[ovs-dev] thundering herd wakeup of handler threads

Tue Dec 10 22:20:26 UTC 2019

On 12/10/19 3:09 PM, Jason Baron wrote:
> Hi David,
> 
> The idea is that we try and queue new work to 'idle' threads in an
> attempt to distribute a workload. Thus, once we find an 'idle' thread we
> stop waking up other threads. While we are searching the wakeup list for
> idle threads, we do queue an epoll event to the non-idle threads, this
> doesn't mean they are woken up. It just means that when they go to
> epoll_wait() to harvest events from the kernel, if the event is still
> available it will be reported. If the condition for the event is no
> longer true (because another thread consumed it), they the event
> wouldn't be visible. So its a way of load balancing a workload while
> also reducing the number of wakeups. Its 'exclusive' in the sense that
> it will stop after it finds the first idle thread.
> 
> We certainly can employ other wakeup strategies - there was interest
> (and patches) for a strict 'round robin' but that has not been merged
> upstream.
> 
> I would like to better understand the current usecase. It sounds like
> each thread as an epoll file descriptor. And each epoll file descriptor
> is attached the name netlink socket. But when that netlink socket gets a
> packet it causes all the threads to wakeup? Are you sure there is just 1
> netlink socket that all epoll file desciptors are are attached to?
> 

Thanks for the response.

This is the code in question:

https://github.com/openvswitch/ovs/blob/branch-2.11/lib/dpif-netlink.c#L492

Yes, prior to finding the above code reference I had traced it to a
single socket with all handler threads (71 threads on this 96 cpu box)
on the wait queue.

The ovs kernel module is punting a packet to userspace. It generates a
netlink message and invokes netlink_unicast. This the stack trace:

        ffffffffad09cc02 ttwu_do_wakeup+0x92 ([kernel.kallsyms])
        ffffffffad09d945 try_to_wake_up+0x1d5 ([kernel.kallsyms])
        ffffffffad257275 pollwake+0x75 ([kernel.kallsyms])
        ffffffffad0b58a4 __wake_up_common+0x74 ([kernel.kallsyms])
        ffffffffad0b59cc __wake_up_common_lock+0x7c ([kernel.kallsyms])
        ffffffffad289ecc ep_poll_wakeup_proc+0x1c ([kernel.kallsyms])
        ffffffffad28a4bc ep_call_nested.constprop.18+0xbc
([kernel.kallsyms])
        ffffffffad28b0f2 ep_poll_callback+0x172 ([kernel.kallsyms])
        ffffffffad0b58a4 __wake_up_common+0x74 ([kernel.kallsyms])
        ffffffffad0b59cc __wake_up_common_lock+0x7c ([kernel.kallsyms])
        ffffffffad794af9 sock_def_readable+0x39 ([kernel.kallsyms])
        ffffffffad7e846e __netlink_sendskb+0x3e ([kernel.kallsyms])
        ffffffffad7eb11a netlink_unicast+0x20a ([kernel.kallsyms])
        ffffffffc07abd44 queue_userspace_packet+0x2d4 ([kernel.kallsyms])
        ffffffffc07ac330 ovs_dp_upcall+0x50 ([kernel.kallsyms])

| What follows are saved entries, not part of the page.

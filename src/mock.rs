//! In-memory stand-ins for the clock, sensor and transports, used by unit tests.

use std::cell::Cell;
use std::collections::VecDeque;
use std::rc::Rc;

use crate::app::Station;
use crate::clock::SampleClock;
use crate::sample::Vector3;
use crate::sensor::{ImuReading, RangeSettings, SensorError, SensorSource};
use crate::telemetry::Telemetry;
use crate::transport::{Line, Transport, TransportError};

/// Simulated microsecond counter shared between a clock and a sensor.
#[derive(Debug, Clone)]
pub struct SimTime(Rc<Cell<u32>>);

impl SimTime {
    pub fn starting_at(us: u32) -> Self {
        Self(Rc::new(Cell::new(us)))
    }

    pub fn now(&self) -> u32 {
        self.0.get()
    }

    pub fn advance(&self, us: u32) {
        self.0.set(self.0.get().wrapping_add(us));
    }
}

/// Every `now_us()` call returns the current time and then advances it by `tick_us`, so busy
/// waits terminate.
#[derive(Debug)]
pub struct MockClock {
    time: SimTime,
    tick_us: u32,
}

impl MockClock {
    pub fn new(time: SimTime, tick_us: u32) -> Self {
        Self { time, tick_us }
    }
}

impl SampleClock for MockClock {
    fn now_us(&mut self) -> u32 {
        let now = self.time.now();
        self.time.advance(self.tick_us);
        now
    }
}

#[derive(Debug)]
pub struct MockSensor {
    time: SimTime,
    reads: usize,
    latency: Vec<(usize, u32)>,
    fail_at: Option<usize>,
    saturate_at: Option<usize>,
    frozen: bool,
    configured: Option<RangeSettings>,
    fail_configure: bool,
}

impl MockSensor {
    pub fn new(time: SimTime) -> Self {
        Self {
            time,
            reads: 0,
            latency: Vec::new(),
            fail_at: None,
            saturate_at: None,
            frozen: false,
            configured: None,
            fail_configure: false,
        }
    }

    /// Deterministic, distinct reading for read number `index`.
    pub fn reading_for(index: usize) -> ImuReading {
        let i = index as f32;
        ImuReading {
            accel: Vector3::new(i * 0.01, -9.81 + i * 0.001, 0.5),
            gyro: Vector3::new(i * -0.002, 0.1, i * 0.003),
        }
    }

    /// Make read number `index` take `us` of simulated time.
    pub fn set_latency(&mut self, index: usize, us: u32) {
        self.latency.push((index, us));
    }

    pub fn fail_at(&mut self, index: usize) {
        self.fail_at = Some(index);
    }

    /// Make read number `index` return values too wide for a sample line.
    pub fn saturate_at(&mut self, index: usize) {
        self.saturate_at = Some(index);
    }

    pub fn fail_configure(&mut self) {
        self.fail_configure = true;
    }

    /// Return the same reading forever.
    pub fn freeze(&mut self) {
        self.frozen = true;
    }

    pub fn reads(&self) -> usize {
        self.reads
    }

    pub fn configured(&self) -> Option<RangeSettings> {
        self.configured
    }
}

impl SensorSource for MockSensor {
    fn configure(&mut self, settings: &RangeSettings) -> Result<(), SensorError> {
        if self.fail_configure {
            return Err(SensorError::Bus);
        }
        self.configured = Some(*settings);
        Ok(())
    }

    fn read(&mut self) -> Result<ImuReading, SensorError> {
        let index = self.reads;
        self.reads += 1;
        if self.fail_at == Some(index) {
            return Err(SensorError::Bus);
        }
        for &(at, us) in &self.latency {
            if at == index {
                self.time.advance(us);
            }
        }
        if self.saturate_at == Some(index) {
            let max = Vector3::new(f32::MAX, f32::MAX, f32::MAX);
            return Ok(ImuReading {
                accel: max,
                gyro: max,
            });
        }
        Ok(Self::reading_for(if self.frozen { 0 } else { index }))
    }
}

/// Records written lines; replays a script of presence probes and queued inbound lines.
#[derive(Debug, Default)]
pub struct MockTransport {
    written: Vec<String>,
    probes: VecDeque<bool>,
    last_probe: bool,
    probes_taken: usize,
    inbound: VecDeque<String>,
    fail_writes: bool,
}

impl MockTransport {
    pub fn wired() -> Self {
        Self {
            last_probe: true,
            ..Self::default()
        }
    }

    /// Client always present.
    pub fn connected() -> Self {
        Self {
            last_probe: true,
            ..Self::default()
        }
    }

    /// Presence follows `probes`, one per call; the last value sticks once exhausted.
    pub fn scripted(probes: &[bool]) -> Self {
        Self {
            probes: probes.iter().copied().collect(),
            ..Self::default()
        }
    }

    pub fn push_input(&mut self, line: &str) {
        self.inbound.push_back(line.to_string());
    }

    pub fn fail_writes(&mut self, fail: bool) {
        self.fail_writes = fail;
    }

    pub fn written(&self) -> &[String] {
        &self.written
    }

    pub fn probes_taken(&self) -> usize {
        self.probes_taken
    }

    pub fn probes_remaining(&self) -> usize {
        self.probes.len()
    }

    pub fn pending_input(&self) -> usize {
        self.inbound.len()
    }
}

impl Transport for MockTransport {
    fn is_available(&mut self) -> bool {
        self.probes_taken += 1;
        if let Some(p) = self.probes.pop_front() {
            self.last_probe = p;
        }
        self.last_probe
    }

    fn has_pending_input(&mut self) -> bool {
        !self.inbound.is_empty()
    }

    fn read_line(&mut self) -> Option<Line> {
        let line = self.inbound.pop_front()?;
        Line::try_from(line.as_str()).ok()
    }

    fn write_line(&mut self, line: &str) -> Result<(), TransportError> {
        if self.fail_writes {
            return Err(TransportError::Write);
        }
        self.written.push(line.to_string());
        Ok(())
    }
}

pub type MockStation = Station<MockClock, MockSensor, MockTransport, MockTransport>;

/// Station with a 100us clock tick, a fresh sensor, a wired recorder and `link` as wireless.
pub fn station(link: MockTransport) -> MockStation {
    let time = SimTime::starting_at(0);
    Station::new(
        MockClock::new(time.clone(), 100),
        MockSensor::new(time),
        Telemetry::new(MockTransport::wired(), link),
    )
}
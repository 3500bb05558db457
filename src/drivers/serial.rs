//! Serial transports
//!
//! [`SerialConsole`] is the wired debug port. [`BluetoothLink`] sits on an HC-05 style module
//! whose STATE pin goes high while a client is paired.

use embedded_hal::digital::v2::InputPin;
use embedded_io::{Read, ReadReady, Write};

use crate::transport::{Line, LineBuffer, Transport, TransportError};

fn write_terminated<T: Write>(port: &mut T, line: &str) -> Result<(), TransportError> {
    port.write_all(line.as_bytes())
        .and_then(|_| port.write_all(b"\n"))
        .map_err(|_| TransportError::Write)
}

pub struct SerialConsole<T> {
    tx: T,
}

impl<T: Write> SerialConsole<T> {
    pub fn new(tx: T) -> Self {
        Self { tx }
    }
}

impl<T: Write> Transport for SerialConsole<T> {
    fn write_line(&mut self, line: &str) -> Result<(), TransportError> {
        write_terminated(&mut self.tx, line)
    }
}

pub struct BluetoothLink<T, P> {
    uart: T,
    state: P,
    inbound: LineBuffer,
}

impl<T, P> BluetoothLink<T, P>
where
    T: Read + ReadReady + Write,
    P: InputPin,
{
    pub fn new(uart: T, state: P) -> Self {
        Self {
            uart,
            state,
            inbound: LineBuffer::new(),
        }
    }

    /// Move buffered UART bytes into the line buffer without blocking. Bytes that do not fit
    /// stay in the UART ring until lines have been taken.
    fn fill(&mut self) {
        let mut chunk = [0u8; 32];
        loop {
            let room = self.inbound.room().min(chunk.len());
            if room == 0 {
                return;
            }
            match self.uart.read_ready() {
                Ok(true) => {}
                Ok(false) => return,
                Err(_) => {
                    crate::log_warn!("bluetooth rx error");
                    return;
                }
            }
            match self.uart.read(&mut chunk[..room]) {
                Ok(0) => return,
                Ok(n) => {
                    self.inbound.extend(&chunk[..n]);
                }
                Err(_) => {
                    crate::log_warn!("bluetooth rx error");
                    return;
                }
            }
        }
    }
}

impl<T, P> Transport for BluetoothLink<T, P>
where
    T: Read + ReadReady + Write,
    P: InputPin,
{
    fn is_available(&mut self) -> bool {
        self.state.is_high().unwrap_or(false)
    }

    fn has_pending_input(&mut self) -> bool {
        self.fill();
        self.inbound.has_line()
    }

    fn read_line(&mut self) -> Option<Line> {
        self.fill();
        self.inbound.take_line()
    }

    fn write_line(&mut self, line: &str) -> Result<(), TransportError> {
        write_terminated(&mut self.uart, line)
    }
}
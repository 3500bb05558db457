use cortex_m::peripheral::SCB;
use defmt::*;
use embassy_executor::task;

use crate::app::{self, Exit};
use crate::board::FirmwareStation;
use crate::clock::SampleClock;
use crate::config::{BURST_LEN, DEPLOYMENT, RESTART_DELAY_MS, SENSOR_SETTINGS};

/// Owns the station for the life of the firmware. Acquisition is busy-wait driven, so this task
/// never yields once started.
#[task]
pub async fn acquisition_task(mut station: FirmwareStation) {
    info!("Acquisition task started, period {}us", station.period_us);

    match app::run::<BURST_LEN, _, _, _, _>(&mut station, &DEPLOYMENT, &SENSOR_SETTINGS) {
        Exit::Restart => {
            warn!("Restart requested");
            station.clock.delay_ms(RESTART_DELAY_MS);
            SCB::sys_reset()
        }
        Exit::Fault(fault) => {
            error!("Fatal: {}", fault);
            app::halt(&mut station.clock, &mut station.telemetry, fault.message())
        }
    }
}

A probe on sock_def_readable shows it is a single socket that the wait
queue is processed. Eventually ttwu_do_wakeup is invoked 71 times (once
for each thread). In some cases I see the awakened threads immediately
running on the target_cpu, while the queue walk continues to wake up all
threads. Only the first one is going to handle the packet so the rest of
the wakeups are just noise.

On this system in just a 1-second interval I see this sequence play out
400+ times.